Work out how many lines of the material below mention the word "formatting"; reply with the number only.

==============================

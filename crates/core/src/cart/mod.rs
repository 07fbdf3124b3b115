//! Cart module - line models, recalculation engine and add-to-cart flow.

mod add_to_cart_service;
mod cart_engine;
mod cart_model;
mod cart_state;
mod cart_traits;
mod simulated_cart_backend;

#[cfg(test)]
mod add_to_cart_service_tests;


pub use add_to_cart_service::AddToCartService;
pub use cart_engine::CartRecalculationEngine;
pub use cart_model::{clamp_quantity, grand_total, CartLine, CartRecalculation, QuantityInput};
pub use cart_state::InMemoryCartState;
pub use cart_traits::{CartBackend, CartStateTrait};
pub use simulated_cart_backend::SimulatedCartBackend;
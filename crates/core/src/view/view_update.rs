//! View update types.

use rust_decimal::Decimal;
use serde::{Deserialize, Serialize};

use crate::notifications::{Notification, NotificationId};
use crate::search::SearchResults;
use crate::utils::format_amount;

/// Presentation changes produced by the core components.
///
/// These are facts about what the page should now show. A renderer adapter
/// translates them into whatever UI technology hosts the storefront.
#[derive(Clone, Debug, PartialEq, Serialize, Deserialize)]
#[serde(tag = "type", rename_all = "snake_case")]
pub enum ViewUpdate {
    /// A search was issued and its results are pending.
    SearchLoading { query: String },

    /// Results for a query are ready to be shown.
    SearchResults { results: SearchResults },

    /// A cart line's total changed.
    LineTotal {
        line_id: String,
        amount: Decimal,
        /// Amount formatted for display (`$9.99`)
        display: String,
    },

    /// The cart grand total changed.
    GrandTotal { amount: Decimal, display: String },

    /// The cart badge in the navigation bar changed.
    CartBadge { count: u32 },

    /// An add-to-cart request is in flight; its button should be disabled.
    AddToCartPending { product_id: String },

    /// An add-to-cart request settled; its button should be restored.
    AddToCartReady { product_id: String },

    NotificationShown { notification: Notification },

    NotificationDismissed { id: NotificationId },
}

impl ViewUpdate {
    /// Creates a SearchLoading update.
    pub fn search_loading(query: impl Into<String>) -> Self {
        Self::SearchLoading {
            query: query.into(),
        }
    }

    /// Creates a SearchResults update.
    pub fn search_results(results: SearchResults) -> Self {
        Self::SearchResults { results }
    }

    /// Creates a LineTotal update, formatting the amount for display.
    pub fn line_total(line_id: impl Into<String>, amount: Decimal) -> Self {
        Self::LineTotal {
            line_id: line_id.into(),
            amount,
            display: format_amount(amount),
        }
    }

    /// Creates a GrandTotal update, formatting the amount for display.
    pub fn grand_total(amount: Decimal) -> Self {
        Self::GrandTotal {
            amount,
            display: format_amount(amount),
        }
    }

    pub fn cart_badge(count: u32) -> Self {
        Self::CartBadge { count }
    }

    pub fn add_to_cart_pending(product_id: impl Into<String>) -> Self {
        Self::AddToCartPending {
            product_id: product_id.into(),
        }
    }

    pub fn add_to_cart_ready(product_id: impl Into<String>) -> Self {
        Self::AddToCartReady {
            product_id: product_id.into(),
        }
    }

    pub fn notification_shown(notification: Notification) -> Self {
        Self::NotificationShown { notification }
    }

    pub fn notification_dismissed(id: NotificationId) -> Self {
        Self::NotificationDismissed { id }
    }
}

==============================

* [ANSWER SECTION]:
2